We draw many benefits from the computer, but it’s eroded value, too. Digitalization brings so much knowledge within such easy grasp that it cheapens evidence and narrative, and their proper use becomes a lost skill. When anyone can find it out, who wants to know that Mark Twain’s father-in-law helped Frederick Douglass escape from slavery? Let alone what to make of it? Many craft and creative skills seem also to be in danger of obsolescence. My dad, wanting me to have more than one string for my bow, urged me (in my teens) to learn to be a printer, and took me around to several printshops which, today, are long-shuttered, to meet craftsmen at their work. Just so, when fonts and typefaces have become so many dots per square inch, defined by some tech oddity called a bubble-jet, what price is a famous font? Free, many of them, advertising come-ons for software companies, and no doubt Giambattista Bodoni is spinning in his grave even now. This designer of one of our most elegant type-faces, “Bodoni”, was born in Saluzzo, Italy, on February 16, 1740. Bodoni learned his art from famous British and French masters, notably John Baskerville, whose most characteristic type was similar to Bodoni’s but, as you should be able to see in this marvelous digital age, subtly different. In his lifetime, Bodoni designed and engraved 298 typefaces. He died in 1813. His characteristic font is not to everyone’s taste, but I like it, even digitally.
[the original showed the typeface but I lost it in posting. See this
LINK]
Re: BOB'S BITS
Posted: 18 Feb 2014, 05:31
by Stanley
I don¹t have a director. The audience directs me. Hal Holbrook.

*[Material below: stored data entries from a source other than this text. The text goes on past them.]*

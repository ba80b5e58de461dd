use std::path::{Path, PathBuf};

use anyhow::{Context, Result};
use async_trait::async_trait;
use chrono::{DateTime, Utc};
use metrics::{counter, histogram};
use serde::Deserialize;

use crate::ingest::types::ArticleSource;
use crate::ingest::{article_id_for, normalize_text};
use crate::types::Article;

/// Record shape of an exported corpus; `id` defaults to a hash of the URL.
#[derive(Debug, Deserialize)]
struct RawArticle {
    #[serde(default)]
    id: Option<String>,
    url: String,
    site: String,
    published_at: DateTime<Utc>,
    #[serde(default)]
    text: String,
}

/// Reads a JSON array of articles from disk on every fetch.
pub struct JsonArticleSource {
    path: PathBuf,
}

impl JsonArticleSource {
    pub fn new(path: impl AsRef<Path>) -> Self {
        Self {
            path: path.as_ref().to_path_buf(),
        }
    }

    pub fn parse_str(s: &str) -> Result<Vec<Article>> {
        let t0 = std::time::Instant::now();
        let raw: Vec<RawArticle> = serde_json::from_str(s).context("parsing article json")?;
        let out: Vec<Article> = raw
            .into_iter()
            .map(|r| {
                let id = r.id.unwrap_or_else(|| article_id_for(&r.url));
                Article::new(id, r.url, r.site, r.published_at, normalize_text(&r.text))
            })
            .collect();

        histogram!("ingest_parse_ms").record(t0.elapsed().as_secs_f64() * 1_000.0);
        counter!("ingest_articles_total").increment(out.len() as u64);
        Ok(out)
    }
}

#[async_trait]
impl ArticleSource for JsonArticleSource {
    async fn fetch_new_articles(&self) -> Result<Vec<Article>> {
        let data = tokio::fs::read_to_string(&self.path)
            .await
            .with_context(|| format!("reading articles from {}", self.path.display()))?;
        Self::parse_str(&data)
    }

    fn name(&self) -> &str {
        "json"
    }
}
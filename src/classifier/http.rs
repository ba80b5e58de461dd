//! Remote inference service client.
//!
//! Wire protocol (JSON over HTTP POST to `endpoint`):
//! ```text
//! request:  {"model": "...", "texts": ["segment one", "segment two"]}
//! response: {"predictions": [{"non_toxic": 0.9, "slightly_toxic": 0.07, "very_toxic": 0.03}, ...]}
//! ```
//! 429 and 5xx answers, timeouts and connection failures are transient; any other
//! error status or an undecodable body is permanent.

use std::time::Duration;

use async_trait::async_trait;
use reqwest::StatusCode;
use serde::{Deserialize, Serialize};

use super::SegmentClassifier;
use crate::config::ClassifierConfig;
use crate::error::{ClassifierError, PipelineError};
use crate::types::LabelDistribution;

pub struct HttpClassifier {
    http: reqwest::Client,
    endpoint: String,
    model: String,
    api_key: Option<String>,
}

#[derive(Serialize)]
struct Req<'a> {
    model: &'a str,
    texts: &'a [String],
}

#[derive(Deserialize)]
struct Resp {
    predictions: Vec<LabelDistribution>,
}

impl HttpClassifier {
    pub fn from_config(cfg: &ClassifierConfig) -> Result<Self, PipelineError> {
        let endpoint = cfg
            .endpoint
            .clone()
            .ok_or_else(|| PipelineError::config("classifier.endpoint is not set"))?;
        // Per-call deadlines are enforced by the orchestrator; this only bounds connects.
        let http = reqwest::Client::builder()
            .user_agent(concat!("toxic-news/", env!("CARGO_PKG_VERSION")))
            .connect_timeout(Duration::from_millis(cfg.connect_timeout_ms))
            .build()
            .map_err(|e| PipelineError::config(format!("building http client: {e}")))?;
        Ok(Self {
            http,
            endpoint,
            model: cfg.model.clone(),
            api_key: cfg.resolved_api_key()?,
        })
    }

    fn classify_status(status: StatusCode, body: &str) -> ClassifierError {
        let snippet: String = body.chars().take(200).collect();
        let msg = format!("classifier answered {status}: {snippet}");
        if status == StatusCode::TOO_MANY_REQUESTS || status.is_server_error() {
            ClassifierError::Transient(msg)
        } else {
            ClassifierError::Permanent(msg)
        }
    }
}

#[async_trait]
impl SegmentClassifier for HttpClassifier {
    async fn classify(&self, text: &str) -> Result<LabelDistribution, ClassifierError> {
        let mut out = self.classify_batch(&[text.to_string()]).await?;
        out.pop()
            .ok_or_else(|| ClassifierError::Permanent("empty prediction list".to_string()))
    }

    async fn classify_batch(
        &self,
        texts: &[String],
    ) -> Result<Vec<LabelDistribution>, ClassifierError> {
        let mut req = self.http.post(&self.endpoint).json(&Req {
            model: &self.model,
            texts,
        });
        if let Some(key) = &self.api_key {
            req = req.bearer_auth(key);
        }

        let resp = req
            .send()
            .await
            .map_err(|e| ClassifierError::Transient(format!("request failed: {e}")))?;

        let status = resp.status();
        if !status.is_success() {
            let body = resp.text().await.unwrap_or_default();
            return Err(Self::classify_status(status, &body));
        }

        let body: Resp = resp
            .json()
            .await
            .map_err(|e| ClassifierError::Permanent(format!("undecodable response: {e}")))?;
        if body.predictions.len() != texts.len() {
            return Err(ClassifierError::Permanent(format!(
                "expected {} predictions, got {}",
                texts.len(),
                body.predictions.len()
            )));
        }
        body.predictions
            .into_iter()
            .map(|d| d.normalized().map_err(ClassifierError::Permanent))
            .collect()
    }

    fn name(&self) -> &'static str {
        "http"
    }

    fn model(&self) -> &str {
        &self.model
    }
}

#[cfg(test)]
mod tests {
    use super::*;

    #[test]
    fn status_mapping_splits_transient_and_permanent() {
        assert!(matches!(
            HttpClassifier::classify_status(StatusCode::SERVICE_UNAVAILABLE, ""),
            ClassifierError::Transient(_)
        ));
        assert!(matches!(
            HttpClassifier::classify_status(StatusCode::TOO_MANY_REQUESTS, ""),
            ClassifierError::Transient(_)
        ));
        assert!(matches!(
            HttpClassifier::classify_status(StatusCode::UNPROCESSABLE_ENTITY, "bad text"),
            ClassifierError::Permanent(_)
        ));
    }

    #[test]
    fn requires_endpoint() {
        let cfg = ClassifierConfig::default();
        assert!(HttpClassifier::from_config(&cfg).is_err());
        let cfg = ClassifierConfig {
            endpoint: Some("http://127.0.0.1:9/classify".into()),
            ..ClassifierConfig::default()
        };
        assert!(HttpClassifier::from_config(&cfg).is_ok());
    }
}
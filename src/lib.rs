// src/lib.rs
// Public library surface for the binaries and integration tests.

pub mod aggregate;
pub mod api;
pub mod chart;
pub mod classifier;
pub mod config;
pub mod error;
pub mod ingest;
pub mod metrics;
pub mod orchestrator;
pub mod retry;
pub mod segmenter;
pub mod service;
pub mod stats;
pub mod storage;
pub mod types;

// ---- Re-exports for stable public API ----
pub use crate::api::router;
pub use crate::error::{ClassifierError, PipelineError, StorageError};
pub use crate::service::{Prediction, StatsQuery, ToxicityService};

use tracing_subscriber::{fmt, prelude::*, EnvFilter};

/// Install the global tracing subscriber: `RUST_LOG` filter (default
/// `toxic_news=info,warn`), compact output or JSON with `LOG_FORMAT=json`.
/// A no-op when a subscriber is already installed (e.g. by the Shuttle runtime).
pub fn init_tracing() {
    let filter =
        EnvFilter::try_from_default_env().unwrap_or_else(|_| EnvFilter::new("toxic_news=info,warn"));

    let json = std::env::var("LOG_FORMAT")
        .ok()
        .is_some_and(|v| v.eq_ignore_ascii_case("json"));

    let res = if json {
        tracing_subscriber::registry()
            .with(filter)
            .with(fmt::layer().json())
            .try_init()
    } else {
        tracing_subscriber::registry()
            .with(filter)
            .with(fmt::layer().compact())
            .try_init()
    };
    if res.is_err() {
        tracing::debug!("tracing subscriber already installed");
    }
}
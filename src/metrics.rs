use anyhow::Context;
use axum::{routing::get, Router};
use metrics::{describe_counter, describe_histogram};
use metrics_exporter_prometheus::{PrometheusBuilder, PrometheusHandle};
use once_cell::sync::OnceCell;

static HANDLE: OnceCell<PrometheusHandle> = OnceCell::new();

pub struct Metrics {
    pub handle: PrometheusHandle,
}

impl Metrics {
    /// Install the Prometheus recorder. A process has one global recorder, so
    /// later calls reuse the first handle.
    pub fn init() -> anyhow::Result<Self> {
        let handle = HANDLE
            .get_or_try_init(|| {
                // Use default buckets to avoid API differences across crate versions.
                PrometheusBuilder::new()
                    .install_recorder()
                    .context("prometheus: install recorder")
            })?
            .clone();
        describe_pipeline_metrics();
        Ok(Self { handle })
    }

    /// Returns a router exposing `/metrics` with the Prometheus exposition format.
    pub fn router(&self) -> Router {
        let handle = self.handle.clone();
        Router::new().route(
            "/metrics",
            get(move || {
                let h = handle.clone();
                async move { h.render() }
            }),
        )
    }
}

fn describe_pipeline_metrics() {
    static ONCE: OnceCell<()> = OnceCell::new();
    ONCE.get_or_init(|| {
        describe_counter!(
            "classifier_calls_total",
            "Classifier calls, retries included."
        );
        describe_counter!(
            "classifier_retries_total",
            "Classifier calls repeated after a transient failure."
        );
        describe_counter!(
            "segments_degraded_total",
            "Segments left unclassified after retries."
        );
        describe_histogram!(
            "classify_batch_ms",
            "Classifier call latency in milliseconds."
        );
        describe_counter!(
            "predict_requests_total",
            "On-demand predictions by outcome."
        );
    });
}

Hal Holbrook, one of our more durable actors, is 89 today, born on February 17, 1925. His childhood was interrupted by abandonment (at age 2), but he managed nevertheless a college education—where he wrote his senior honors project on Mark Twain—and a stint in the army at the tag end of WWII. The Twain thing was important, for it would become Holbrook’s big break. Out of work, he’d researched and written a stage routine impersonating Twain (a memorable lecturer-raconteur) and was performing at a small Pennsylvania college (Lock Haven) when impresario Ed Sullivan was in the audience. In 1956 Sullivan invited Holbrook on to his national, Sunday evening variety hour, and (like the Beatles, eight years later) Holbrook rose to the occasion. Holbrook played “Twain” in New England the next year and then, in 1959, in New York City. I got a recording of this one for my 17th birthday. Holbrook-Twain was on Broadway in 1966, and won the Tony, and then national television in 1967, and won the Emmy, and he’s toured with it as a quality act ever since, over 2000 live performances. He’s played Twain longer than Clemens did. Add to that a reasonably successful film career (including a role as Deep Throat in All the President’s Men), daytime soaps and made for TV movies and drama, and you have a full career. Mark Twain Tonight played to a packed house at the Touhill, at UMSL, with Holbrook finely fettled at 87, and if the old guy turns up again you should carpe diem before it’s too late.
Re: BOB'S BITS
Posted: 19 Feb 2014, 05:49
by Stanley
I have always striven to fix beauty in wood, stone, glass, or pottery, in oil or watercolor. Louis Comfort Tiffany.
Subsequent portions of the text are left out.